Army Chief Gen. Peter J. Schoomaker talks about his service's needs and the "masses of people that are the prize."

Army Chief Schoomaker talks about his service's needs and the "masses of people that are the prize."

Army Chief of Staff Gen. Peter J. Schoomaker has the toughest job in the Pentagon, or so it seems to me, and it became clear during an Aug. 23 conversation at the National Press Club that he would not have taken it if he didn't think he could repair the problems he saw.

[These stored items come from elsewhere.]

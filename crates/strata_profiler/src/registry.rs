//! Scope name interning

use std::collections::HashMap;
use std::sync::{Arc, Mutex};

/// FNV-1a over the label bytes. `const fn` so instrumentation macros can
/// hash string literals at compile time.
pub const fn scope_hash(label: &str) -> u64 {
    let bytes = label.as_bytes();
    let mut hash: u64 = 0xcbf2_9ce4_8422_2325;
    let mut i = 0;
    while i < bytes.len() {
        hash ^= bytes[i] as u64;
        hash = hash.wrapping_mul(0x0000_0100_0000_01b3);
        i += 1;
    }
    hash
}

/// Identifier of an interned scope name.
#[derive(Debug, Copy, Clone, PartialEq, Eq, Hash)]
pub struct ScopeId(pub(crate) u32);

impl ScopeId {
    /// Sentinel returned when the registry is full. Samples carrying it are
    /// dropped and counted rather than allocated for.
    pub const UNRESOLVED: ScopeId = ScopeId(u32::MAX);

    #[inline]
    pub fn is_resolved(self) -> bool {
        self != Self::UNRESOLVED
    }
}

/// An interned scope label with its precomputed hash. Lives for the
/// lifetime of the registry; never removed during a session.
#[derive(Debug, Clone)]
pub struct ScopeName {
    label: Arc<str>,
    hash: u64,
}

impl ScopeName {
    #[inline]
    pub fn label(&self) -> &str {
        &self.label
    }

    #[inline]
    pub fn hash(&self) -> u64 {
        self.hash
    }

    pub(crate) fn label_arc(&self) -> Arc<str> {
        Arc::clone(&self.label)
    }

    /// Raw pointer/length view of the label bytes for the signal path.
    /// The backing allocation is stable for the registry's lifetime.
    pub(crate) fn label_raw(&self) -> (*const u8, usize) {
        (self.label.as_ptr(), self.label.len())
    }
}

struct RegistryInner {
    // 64-bit label hashes are treated as unique; the first label seen for
    // a hash owns its id.
    by_hash: HashMap<u64, ScopeId>,
    names: Vec<ScopeName>,
}

/// Capacity-bounded intern table mapping scope labels to stable ids.
///
/// Insertion is serialized under an internal lock; the per-thread fast-path
/// cache keeps resolved scopes off this lock entirely.
pub struct ScopeRegistry {
    inner: Mutex<RegistryInner>,
    capacity: usize,
}

impl ScopeRegistry {
    pub fn new(capacity: usize) -> Self {
        Self {
            inner: Mutex::new(RegistryInner {
                by_hash: HashMap::with_capacity(capacity),
                names: Vec::with_capacity(capacity),
            }),
            capacity,
        }
    }

    /// Return the id for `label`, interning it on first sight. Returns
    /// [`ScopeId::UNRESOLVED`] once the registry is full.
    pub fn resolve(&self, label: &str, hash: u64) -> ScopeId {
        let mut inner = match self.inner.lock() {
            Ok(guard) => guard,
            Err(poisoned) => poisoned.into_inner(),
        };
        if let Some(&id) = inner.by_hash.get(&hash) {
            return id;
        }
        if inner.names.len() >= self.capacity {
            return ScopeId::UNRESOLVED;
        }
        let id = ScopeId(inner.names.len() as u32);
        inner.names.push(ScopeName {
            label: Arc::from(label),
            hash,
        });
        inner.by_hash.insert(hash, id);
        id
    }

    /// Interned name for a resolved id.
    pub fn name(&self, id: ScopeId) -> Option<ScopeName> {
        if !id.is_resolved() {
            return None;
        }
        let inner = match self.inner.lock() {
            Ok(guard) => guard,
            Err(poisoned) => poisoned.into_inner(),
        };
        inner.names.get(id.0 as usize).cloned()
    }

    pub fn len(&self) -> usize {
        match self.inner.lock() {
            Ok(guard) => guard.names.len(),
            Err(poisoned) => poisoned.into_inner().names.len(),
        }
    }

    pub fn is_empty(&self) -> bool {
        self.len() == 0
    }
}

Schoomaker is seriously concerned about the future viability of the institution he's served for 35 years. His remarks suggested resentment that the Army has taken a back seat to the Navy and the Air Force in budget decisions over the past 15 years. He is blunt in his insistence that only people working on the ground can offer the hope of creating more stable societies in places like Afghanistan and Iraq. Schoomaker makes it clear that he did not return to duty to acquiesce in the treatment of the Army as a "Cinderella service"-living in rags while others sport expensive finery. He is on the warpath against languid congressional budgeting schedules that have the Army living hand-to-mouth, "going through life like a pauper." He is critical of the incapacity of other U.S. agencies to assign people to work in Iraq on anything other than an opt-in/opt-out basis. And he takes a statesmanlike view of America's obligation to help destitute peoples of the world whose resentment of our wealth can only breed trouble.

I asked Schoomaker why he stepped out of retirement to take the top Army job three years ago, and if he had insisted on conditions before accepting it. Duty called, he said, noting that his father, brother and now children have served in the Army. But he added that he'd had a "serious conversation" with Defense Secretary Donald Rumsfeld, who had agreed that "I'll do my job . . . and he would fulfill his. And so far we've gotten on very well. But my truck is parked behind the house."

Schoomaker might just head west in that truck if he can't get the Army in better shape. Asked if he had refused to follow budget guidance in planning for fiscal 2008, he said he had insisted that the Army and Rumsfeld's office "agree on the facts" of what it takes to operate the Army. That review surely will conclude that more is needed-and, Schoomaker hopes, that the high-tech Future Combat Systems program is essential. The FCS is, of course, closer to his heart than what he called "a lot of things flying around and floating in the sea."

The Army and the Marines, with boots on the ground, are now stuck with civil affairs and reconstruction duties ranging beyond their core capabilities. But, said Schoomaker, it will be this kind of "nontrigger-pulling stuff that ultimately affects the people, the masses of people that are the prize."

The prize will elude us in the world, said the general, if we can't find a way to share our wealth. With about 5 percent of the world's population, we account for more than 25 percent of worldwide consumption and about half the world's wealth, Schoomaker noted.

And so, concluded this soldier-statesman, "We have to figure out how to use our position to advance other people's condition in the world. Otherwise, we will continue to have problems."